I store them under a towl on top of a viv, the temp is approx 80F and I noticed quite a bit of condensation on the lid, but the paper towel and cardboard I have in there are far from wet. They've been thriving up to now and I'd estimate a few hundred worms have hatched. I have them on a diet of muesli and honey

I've attaches some pics. I was planning on picking up my frogs this weekend but I'm going to postpone it until I get my cultures sorted. What am I doing wrong? 

I really appreciate the help from you guys on this site I wouldn't be able to do this without DB, the PDF as a hobby is still in its infancy here in Ireland.
So thanks for any input.
Al.


----------



## pl259 (Feb 27, 2006)

I do a lot of lessers. They need a lot of ventilation. In the culture, it will get a lot hotter than the ambient temps in the room. They also generate a lot of moisture which is another good reason for good ventilation. They like it on the dry side.

Add a fine stainless steel mesh to your lids. They will eat through anything else and the larve are very small. Get rid of the towel and put them in a loosely closed cardboard box. Closed enough to keep it a little dark and open enough for good airflow. A dark closet is better.
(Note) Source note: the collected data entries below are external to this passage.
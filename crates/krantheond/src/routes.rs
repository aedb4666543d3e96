//! API routes for krantheond

use crate::pipeline;
use crate::server::AppState;
use axum::{
    extract::State,
    http::StatusCode,
    routing::{get, post},
    Json, Router,
};
use krantheon_shared::{
    CommandRequest, CommandResponse, ErrorResponse, Fixture, FixtureResponse, KrantheonError,
    StatusResponse, STATUS_MESSAGE,
};
use std::sync::Arc;
use tracing::{error, info, warn};

type AppStateArc = Arc<AppState>;
type ApiError = (StatusCode, Json<ErrorResponse>);

fn api_error(err: KrantheonError) -> ApiError {
    let status = match err {
        KrantheonError::Parameter(_) => StatusCode::UNPROCESSABLE_ENTITY,
        KrantheonError::Json(_) => StatusCode::INTERNAL_SERVER_ERROR,
    };
    (status, Json(ErrorResponse::from(&err)))
}

// ============================================================================
// Status Routes
// ============================================================================

pub fn status_routes() -> Router<AppStateArc> {
    Router::new().route("/", get(root))
}

async fn root(State(state): State<AppStateArc>) -> Json<StatusResponse> {
    info!(
        "  Status check, uptime {}s",
        state.start_time.elapsed().as_secs()
    );
    Json(StatusResponse {
        status: "ok".to_string(),
        message: STATUS_MESSAGE.to_string(),
    })
}

// ============================================================================
// Command Routes
// ============================================================================

pub fn command_routes() -> Router<AppStateArc> {
    Router::new().route("/api/command", post(run_command))
}

async fn run_command(Json(req): Json<CommandRequest>) -> Result<Json<CommandResponse>, ApiError> {
    info!("  Command request: {:?}", req.command);

    pipeline::execute(&req).map(Json).map_err(|e| {
        warn!("  Command failed: {}", e);
        api_error(e)
    })
}

// ============================================================================
// Fixture Routes
// ============================================================================

pub fn fixture_routes() -> Router<AppStateArc> {
    Router::new()
        .route("/api/agency", get(|| serve_fixture(Fixture::Agency)))
        .route("/api/athletes", get(|| serve_fixture(Fixture::Athletes)))
        .route("/api/hca", get(|| serve_fixture(Fixture::Hca)))
        .route("/api/campaigns", get(|| serve_fixture(Fixture::Campaigns)))
}

async fn serve_fixture(fixture: Fixture) -> Result<Json<FixtureResponse>, ApiError> {
    pipeline::fixture_response(fixture).map(Json).map_err(|e| {
        error!("  Fixture {} failed: {}", fixture, e);
        api_error(e)
    })
}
Even cultures that appear dead can come back to life with new media. Start some new ones and seed with the freshest media from the "dead" cultures.


----------



## baba o'riley (May 9, 2010)

pl259 said:


> I do a lot of lessers. They need a lot of ventilation. In the culture, it will get a lot hotter than the ambient temps in the room. They also generate a lot of moisture which is another good reason for good ventilation. They like it on the dry side.
> 
> Add a fine stainless steel mesh to your lids. They will eat through anything else and the larve are very small. Get rid of the towel and put them in a loosely closed cardboard box. Closed enough to keep it a little dark and open enough for good airflow. A dark closet is better.
> 
> Even cultures that appear dead can come back to life with new media. Start some new ones and seed with the freshest media from the "dead" cultures.


Cheers mate,
I'll take that on board


----------



## flapjax3000 (Jul 4, 2009)

Could there be gas build up from being inside a sealed container? My springtails sometime will stop moving if they have had a lot of food and I had not opened the lid in a while. I leave the lid off for a few minutes to let them breathe and then they start moving again.


----------